Water Wetter - visit their WEB site and you'll learn this product only helps when a VERY low % of coolant is used. Ensure you have sufficient air flow; water flow. Here's a pointer to an old thread that covers the overheating on a hill issue. In the end, the orig. poster solved the problem by replacing a worn out fan clutch. http://www.peachparts.com/shopforum/showthread.php?t=102579&highlight=overheats+hills Some believe that the fan clutch only serves to cool at lower speeds and at idle. Years ago I battled an overheating issue on another car. It only ran hot on the highway. I replaced everything there was to replace, then had a conversation with a veteran tech about the fan clutch. Sure enough, it turned out to be a tired fan clutch. I'm not saying this is your problem.

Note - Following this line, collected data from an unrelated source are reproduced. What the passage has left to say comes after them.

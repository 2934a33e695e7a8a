//! Logging setup for hosts embedding the preparation pipeline.
//!
//! Pipeline events carry a `component` field naming the module and a dotted `event`
//! field (`prepare.start`, `aggregate.finish`, ...). Hosts either install the subscriber
//! here or bring their own.

use std::env;
use std::str::FromStr;

use serde::{Deserialize, Serialize};
use thiserror::Error;
use tracing_subscriber::filter::ParseError;
use tracing_subscriber::EnvFilter;

pub const LOG_LEVEL_ENV: &str = "FLOWPREP_LOG_LEVEL";
pub const LOG_FORMAT_ENV: &str = "FLOWPREP_LOG_FORMAT";
pub const LOG_TARGET_ENV: &str = "FLOWPREP_LOG_TARGET";

#[derive(Debug, Clone, Copy, PartialEq, Eq, Serialize, Deserialize)]
#[serde(rename_all = "lowercase")]
pub enum LogFormat {
    Json,
    Pretty,
}

impl FromStr for LogFormat {
    type Err = LoggingInitError;

    fn from_str(raw: &str) -> Result<Self, Self::Err> {
        match raw.trim().to_ascii_lowercase().as_str() {
            "json" => Ok(Self::Json),
            "pretty" => Ok(Self::Pretty),
            other => Err(LoggingInitError::UnknownFormat(other.to_string())),
        }
    }
}

/// Subscriber settings. `level` is an `EnvFilter` directive string such as
/// `info` or `flowprep=debug,warn`.
#[derive(Debug, Clone, PartialEq, Eq, Serialize, Deserialize)]
#[serde(default)]
pub struct LoggingConfig {
    pub level: String,
    pub format: LogFormat,
    pub include_target: bool,
}

impl Default for LoggingConfig {
    fn default() -> Self {
        Self {
            level: "info".to_string(),
            format: LogFormat::Pretty,
            include_target: true,
        }
    }
}

impl LoggingConfig {
    pub fn env_filter(&self) -> Result<EnvFilter, LoggingInitError> {
        EnvFilter::try_new(&self.level).map_err(|source| LoggingInitError::InvalidFilter {
            directives: self.level.clone(),
            source,
        })
    }
}

#[derive(Debug, Error)]
pub enum LoggingInitError {
    #[error("unknown log format: {0}")]
    UnknownFormat(String),
    #[error("invalid log filter {directives:?}: {source}")]
    InvalidFilter {
        directives: String,
        #[source]
        source: ParseError,
    },
    #[error("logging already initialized: {0}")]
    AlreadyInitialized(#[from] tracing::subscriber::SetGlobalDefaultError),
}

pub fn logging_config_from_env() -> LoggingConfig {
    logging_config_from_lookup(|key| env::var(key).ok())
}

/// Builds a config from `lookup`, keeping the default for every unset, blank or
/// unrecognized value.
pub fn logging_config_from_lookup(lookup: impl Fn(&str) -> Option<String>) -> LoggingConfig {
    let mut config = LoggingConfig::default();

    if let Some(level) = lookup(LOG_LEVEL_ENV) {
        let trimmed = level.trim();
        if !trimmed.is_empty() {
            config.level = trimmed.to_string();
        }
    }
    if let Some(format) = lookup(LOG_FORMAT_ENV).and_then(|raw| raw.parse::<LogFormat>().ok()) {
        config.format = format;
    }
    if let Some(include_target) = lookup(LOG_TARGET_ENV).as_deref().and_then(parse_bool) {
        config.include_target = include_target;
    }

    config
}

pub fn init_logging(config: &LoggingConfig) -> Result<(), LoggingInitError> {
    let builder = tracing_subscriber::fmt()
        .with_env_filter(config.env_filter()?)
        .with_target(config.include_target)
        .with_ansi(config.format == LogFormat::Pretty);

    match config.format {
        LogFormat::Json => tracing::subscriber::set_global_default(builder.json().finish())?,
        LogFormat::Pretty => tracing::subscriber::set_global_default(builder.pretty().finish())?,
    }
    Ok(())
}

fn parse_bool(raw: &str) -> Option<bool> {
    match raw.trim().to_ascii_lowercase().as_str() {
        "1" | "true" | "yes" | "on" => Some(true),
        "0" | "false" | "no" | "off" => Some(false),
        _ => None,
    }
}

#[cfg(test)]
mod tests {
    use super::*;
    use std::collections::HashMap;

    fn from_pairs(pairs: &[(&str, &str)]) -> LoggingConfig {
        let vars: HashMap<String, String> = pairs
            .iter()
            .map(|(k, v)| (k.to_string(), v.to_string()))
            .collect();
        logging_config_from_lookup(|key| vars.get(key).cloned())
    }

    #[test]
    fn defaults_when_nothing_is_set() {
        assert_eq!(from_pairs(&[]), LoggingConfig::default());
    }

    #[test]
    fn reads_level_format_and_target() {
        let cfg = from_pairs(&[
            (LOG_LEVEL_ENV, "flowprep=debug"),
            (LOG_FORMAT_ENV, "JSON"),
            (LOG_TARGET_ENV, "off"),
        ]);

        assert_eq!(cfg.level, "flowprep=debug");
        assert_eq!(cfg.format, LogFormat::Json);
        assert!(!cfg.include_target);
        assert!(cfg.env_filter().is_ok());
    }

    #[test]
    fn unrecognized_values_keep_defaults() {
        let cfg = from_pairs(&[
            (LOG_LEVEL_ENV, "  "),
            (LOG_FORMAT_ENV, "yaml"),
            (LOG_TARGET_ENV, "maybe"),
        ]);

        assert_eq!(cfg, LoggingConfig::default());
        assert!(matches!(
            "yaml".parse::<LogFormat>(),
            Err(LoggingInitError::UnknownFormat(format)) if format == "yaml"
        ));
    }

    #[test]
    fn malformed_directives_are_reported() {
        let cfg = LoggingConfig {
            level: "flowprep=loud".to_string(),
            ..LoggingConfig::default()
        };

        let err = cfg.env_filter().expect_err("bad level should not parse");
        assert!(matches!(
            err,
            LoggingInitError::InvalidFilter { ref directives, .. } if directives == "flowprep=loud"
        ));
    }

    #[test]
    fn config_deserializes_with_partial_fields() {
        let cfg: LoggingConfig =
            serde_json::from_str(r#"{"format": "json"}"#).expect("partial config should parse");
        assert_eq!(cfg.format, LogFormat::Json);
        assert_eq!(cfg.level, "info");
        assert!(cfg.include_target);
    }
}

Just something else to consider. |
Sounds about right.
Hi Mike:
Thanks for the link. I read the other thread and it sounds very similar. (Tried to do a search on the subject but didn't see this thread.) Now a few questions: 1. How would I check to see that this could be the problem? 2. How big of a job is this? Is it a DIY or MB job? 3. Costs? Hopefully, problem solved.... |
For me. it was a diyer job. I bought the 2 special tools used.
a. 8mm Stahlwille allen head socket - loosen fan clutch bolt. b. foot long metal rod - hooks in back of clutch to prevent it from spinning in order to loosen bolt mentioned in a. Doc is at the following WEB site. For your car, they show operational theory and not actual disassembly. You can fish around for the actual process looking at other models of 126 cars - cooling system - to get the process. It's covered in one of them - which I don't know. http://mb.braingears.com The tools may be obtained from Baum Tools -> baumtools.com |
Brad, I'm unfamiliar with a valve on the side of the expansion tank ... it's probably the level sensor. It's important that your cooling system is leaktight, especially in your situation where you are taxing the cooling system with your steep hill. The cooling system is designed to be under pressure which increases the boiling point of the coolant. Since your cooling system leaks it cannot maintain pressure and the coolant is boiling off.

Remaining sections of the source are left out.